By Yoav Margalit, Staff Writer

It’s in your kitchen, it’s in your bathroom, but you never want it to be a topic of conversation. It’s full of your scraps and unwanted leftovers. It’s a container for holding your garbage, and whether you like it or not, it can get a little stinky.

It seems like a good idea: Save the strain of walking each and every scrap out to the bin or dumpster outside. But sometimes, this idea backfires. Some dark, desolate days, you open the trash can to add something, and you realize the previously unnoticed odor that had been building has its source right in front of you.

And it isn’t a good smell.

There are some ways you can prevent this discovery from affecting you. If you take just a few well-measured steps, you can avoid the whiff of defeat. That all starts with the can itself.
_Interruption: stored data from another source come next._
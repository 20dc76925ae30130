use super::*;

#[derive(Debug, serde::Deserialize)]
struct Probe {
    status: String,
}

#[test]
fn targets_ignores_query_and_trailing_slash() {
    assert!(ApiRequest::post("/auth/refresh/").targets(REFRESH_PATH));
    assert!(ApiRequest::post("/auth/refresh?next=/").targets(REFRESH_PATH));
    assert!(!ApiRequest::get("/auth/me").targets(REFRESH_PATH));
}

#[test]
fn builders_set_method_and_body() {
    let req = ApiRequest::post("/api/sites").with_json(serde_json::json!({ "name": "Cabildo" }));
    assert_eq!(req.method, Method::Post);
    assert_eq!(req.body.as_ref().and_then(|b| b["name"].as_str()), Some("Cabildo"));
    assert_eq!(ApiRequest::get("/x").method, Method::Get);
}

#[test]
fn response_status_predicates() {
    assert!(ApiResponse::new(204, "").is_success());
    assert!(!ApiResponse::new(301, "").is_success());
    assert!(ApiResponse::new(401, "").is_unauthorized());
}

#[test]
fn response_json_decodes_body() {
    let probe: Probe = ApiResponse::new(200, r#"{"status":"ok"}"#).json().unwrap();
    assert_eq!(probe.status, "ok");
}

#[test]
fn response_json_reports_decode_error() {
    let err = ApiResponse::new(200, "<html>").json::<Probe>().unwrap_err();
    assert!(matches!(err, ApiError::Decode(_)));
}

#[test]
fn error_for_status_classifies_failures() {
    assert!(ApiResponse::new(200, "").error_for_status().is_ok());
    let err = ApiResponse::new(401, "").error_for_status().unwrap_err();
    assert!(matches!(err, ApiError::Unauthorized));
}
If you have a big trash can, you’ll revel in the power of only having to take one trip to take out a few days’ or even a full week’s worth of garbage at a time. But, to paraphrase an over-quoted idea, this power comes with great responsibility. Here, that responsibility comes with knowing what you’re throwing away.

If you throw away something that stinks up the place the day after you took the trash out, then expect to repeat yourself soon. Chicken, beef and anything that is even remotely fish-related will destroy your kitchen’s carefully planned redolence.
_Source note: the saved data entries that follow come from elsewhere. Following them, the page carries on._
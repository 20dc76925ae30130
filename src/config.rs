//! Guard configuration parsed from environment variables.

use std::time::Duration;

use crate::error::ApiError;

pub const DEFAULT_API_URL: &str = "http://127.0.0.1:5000";
pub const DEFAULT_AVAILABILITY_WINDOW_SECS: u64 = 300;
pub const DEFAULT_AUTH_WAIT_MS: u64 = 3000;
pub const DEFAULT_REQUEST_TIMEOUT_SECS: u64 = 0;
pub const DEFAULT_CONNECT_TIMEOUT_SECS: u64 = 10;
pub const DEFAULT_SESSION_COOKIES: &str =
    "access_token_cookie,refresh_token_cookie,csrf_access_token,csrf_refresh_token,session";
pub const DEFAULT_LOGIN_PATH: &str = "/login";
pub const DEFAULT_HOME_PATH: &str = "/";
pub const DEFAULT_DENIAL_PATH: &str = "/maintenance";

/// HTTP timeouts. A zero request timeout means requests never time out.
#[derive(Debug, Clone, Copy, PartialEq, Eq)]
pub struct HttpTimeouts {
    pub request_secs: u64,
    pub connect_secs: u64,
}

/// Where the navigation guard sends redirected users.
#[derive(Debug, Clone, PartialEq, Eq)]
pub struct RedirectPaths {
    pub login: String,
    pub home: String,
    pub denial: String,
}

impl Default for RedirectPaths {
    fn default() -> Self {
        Self {
            login: DEFAULT_LOGIN_PATH.to_owned(),
            home: DEFAULT_HOME_PATH.to_owned(),
            denial: DEFAULT_DENIAL_PATH.to_owned(),
        }
    }
}

#[derive(Debug, Clone, PartialEq, Eq)]
pub struct GuardConfig {
    pub api_url: String,
    pub availability_window: Duration,
    pub auth_wait: Duration,
    pub timeouts: HttpTimeouts,
    pub session_cookies: Vec<String>,
    pub paths: RedirectPaths,
}

impl Default for GuardConfig {
    fn default() -> Self {
        Self {
            api_url: DEFAULT_API_URL.to_owned(),
            availability_window: Duration::from_secs(DEFAULT_AVAILABILITY_WINDOW_SECS),
            auth_wait: Duration::from_millis(DEFAULT_AUTH_WAIT_MS),
            timeouts: HttpTimeouts {
                request_secs: DEFAULT_REQUEST_TIMEOUT_SECS,
                connect_secs: DEFAULT_CONNECT_TIMEOUT_SECS,
            },
            session_cookies: parse_cookie_names(DEFAULT_SESSION_COOKIES),
            paths: RedirectPaths::default(),
        }
    }
}

impl GuardConfig {
    /// Build typed guard config from environment variables.
    ///
    /// Optional:
    /// - `PORTAL_API_URL`: backend base URL, default `http://127.0.0.1:5000`
    /// - `PORTAL_AVAILABILITY_WINDOW_SECS`: default 300
    /// - `PORTAL_AUTH_WAIT_MS`: default 3000
    /// - `PORTAL_REQUEST_TIMEOUT_SECS`: default 0 (no timeout)
    /// - `PORTAL_CONNECT_TIMEOUT_SECS`: default 10
    /// - `PORTAL_SESSION_COOKIES`: comma-separated cookie names
    /// - `PORTAL_LOGIN_PATH`, `PORTAL_HOME_PATH`, `PORTAL_DENIAL_PATH`
    ///
    /// # Errors
    ///
    /// Returns `ApiError::ConfigParse` for a malformed URL or number.
    pub fn from_env() -> Result<Self, ApiError> {
        let api_url = parse_api_url(&std::env::var("PORTAL_API_URL").unwrap_or_else(|_| DEFAULT_API_URL.to_owned()))?;
        let window_secs = env_parse_u64("PORTAL_AVAILABILITY_WINDOW_SECS", DEFAULT_AVAILABILITY_WINDOW_SECS)?;
        let auth_wait_ms = env_parse_u64("PORTAL_AUTH_WAIT_MS", DEFAULT_AUTH_WAIT_MS)?;
        let timeouts = HttpTimeouts {
            request_secs: env_parse_u64("PORTAL_REQUEST_TIMEOUT_SECS", DEFAULT_REQUEST_TIMEOUT_SECS)?,
            connect_secs: env_parse_u64("PORTAL_CONNECT_TIMEOUT_SECS", DEFAULT_CONNECT_TIMEOUT_SECS)?,
        };
        let session_cookies = parse_cookie_names(
            &std::env::var("PORTAL_SESSION_COOKIES").unwrap_or_else(|_| DEFAULT_SESSION_COOKIES.to_owned()),
        );
        let paths = RedirectPaths {
            login: std::env::var("PORTAL_LOGIN_PATH").unwrap_or_else(|_| DEFAULT_LOGIN_PATH.to_owned()),
            home: std::env::var("PORTAL_HOME_PATH").unwrap_or_else(|_| DEFAULT_HOME_PATH.to_owned()),
            denial: std::env::var("PORTAL_DENIAL_PATH").unwrap_or_else(|_| DEFAULT_DENIAL_PATH.to_owned()),
        };

        Ok(Self {
            api_url,
            availability_window: Duration::from_secs(window_secs),
            auth_wait: Duration::from_millis(auth_wait_ms),
            timeouts,
            session_cookies,
            paths,
        })
    }

    /// Replace the base URL, applying the same validation as `from_env`.
    ///
    /// # Errors
    ///
    /// Returns `ApiError::ConfigParse` if the URL has no http(s) scheme.
    pub fn with_api_url(mut self, raw: &str) -> Result<Self, ApiError> {
        self.api_url = parse_api_url(raw)?;
        Ok(self)
    }
}

fn env_parse_u64(key: &str, default: u64) -> Result<u64, ApiError> {
    match std::env::var(key) {
        Ok(raw) => raw
            .trim()
            .parse::<u64>()
            .map_err(|_| ApiError::ConfigParse(format!("{key} must be a non-negative integer, got '{raw}'"))),
        Err(_) => Ok(default),
    }
}

pub(crate) fn parse_api_url(raw: &str) -> Result<String, ApiError> {
    let trimmed = raw.trim().trim_end_matches('/');
    if !(trimmed.starts_with("http://") || trimmed.starts_with("https://")) {
        return Err(ApiError::ConfigParse(format!("PORTAL_API_URL must start with http:// or https://, got '{raw}'")));
    }
    Ok(trimmed.to_owned())
}

fn parse_cookie_names(raw: &str) -> Vec<String> {
    raw.split(',')
        .map(str::trim)
        .filter(|name| !name.is_empty())
        .map(str::to_owned)
        .collect()
}

#[cfg(test)]
#[path = "config_test.rs"]
mod tests;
It isn’t a matter of if, only when. So take out the trash immediately after cooking any of the items mentioned above. If it’s easier, just use a couple of smaller trash bags to take out the worst offenders separately, to save you from having to take out the entire can all for one meal’s sake.

Fruits deserve the same kind of thinking. While they take longer to stink up the place, fruit scraps, especially rotten scraps, will increase the insect count in your kitchen faster than you can say “go forth and multiply.” While they aren’t the ticking time-bomb of proteins, or the paint-peeling stench of seafood, fruits should be taken outside of the trash can within a day or three of being thrown out.

Other than these two offenders, keeping the trash from your nostrils is relatively easy. Keep in mind that moisture in the can makes bacteria and fungi grow faster, making the smell worse. No matter how waterproof your trash bags might be, it’s never a bad idea to pour liquid trash down the sink. It also helps to avoid pouring oils or melted fats in there, for the same reason.

And for entirely obvious reasons, don’t put anything hotter than you can touch in the trash. Nobody finds the scent of burning garbage and melting plastic particularly satisfying.

That sums my solutions up. If you too have faced the tyranny of a trash can drunk on its power over your kitchen, then do not lose hope. If you follow the steps listed here, then you can rest easy knowing instead that the worst smell your kitchen will face will be your cooking.